_Data extracts_:

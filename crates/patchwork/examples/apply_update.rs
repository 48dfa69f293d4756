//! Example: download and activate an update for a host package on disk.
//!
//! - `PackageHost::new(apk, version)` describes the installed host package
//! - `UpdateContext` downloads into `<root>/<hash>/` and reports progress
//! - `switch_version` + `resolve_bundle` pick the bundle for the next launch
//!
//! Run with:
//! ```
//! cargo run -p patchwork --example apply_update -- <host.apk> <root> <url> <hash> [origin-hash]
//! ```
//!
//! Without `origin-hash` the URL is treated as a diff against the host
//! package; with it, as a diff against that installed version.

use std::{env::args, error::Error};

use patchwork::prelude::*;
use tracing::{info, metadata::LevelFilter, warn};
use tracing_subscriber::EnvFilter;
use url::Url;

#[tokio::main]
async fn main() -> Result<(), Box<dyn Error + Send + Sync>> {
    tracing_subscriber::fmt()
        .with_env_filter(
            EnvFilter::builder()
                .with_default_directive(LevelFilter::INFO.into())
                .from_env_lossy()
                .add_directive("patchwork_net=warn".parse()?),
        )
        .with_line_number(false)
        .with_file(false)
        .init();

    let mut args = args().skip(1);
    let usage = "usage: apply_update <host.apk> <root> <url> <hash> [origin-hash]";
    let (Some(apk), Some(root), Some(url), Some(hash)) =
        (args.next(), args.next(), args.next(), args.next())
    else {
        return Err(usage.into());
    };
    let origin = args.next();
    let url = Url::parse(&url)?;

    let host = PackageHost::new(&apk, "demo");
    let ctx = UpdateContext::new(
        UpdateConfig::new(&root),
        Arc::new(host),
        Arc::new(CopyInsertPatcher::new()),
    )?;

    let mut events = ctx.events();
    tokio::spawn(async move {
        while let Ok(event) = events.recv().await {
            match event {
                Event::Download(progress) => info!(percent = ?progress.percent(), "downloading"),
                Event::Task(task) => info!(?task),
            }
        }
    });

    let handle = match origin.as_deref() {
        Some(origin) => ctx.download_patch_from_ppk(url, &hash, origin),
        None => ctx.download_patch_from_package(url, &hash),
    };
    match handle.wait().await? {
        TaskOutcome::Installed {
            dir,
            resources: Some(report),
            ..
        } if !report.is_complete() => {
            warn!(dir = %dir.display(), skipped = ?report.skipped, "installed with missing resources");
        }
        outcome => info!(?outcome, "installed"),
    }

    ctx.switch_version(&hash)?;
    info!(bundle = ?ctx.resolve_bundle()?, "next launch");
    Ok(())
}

_What you are asked to do_: Your job is to return all lines above that hold the word "async".

_Your solution_:
async fn main() -> Result<(), Box<dyn Error + Send + Sync>> {
    tokio::spawn(async move {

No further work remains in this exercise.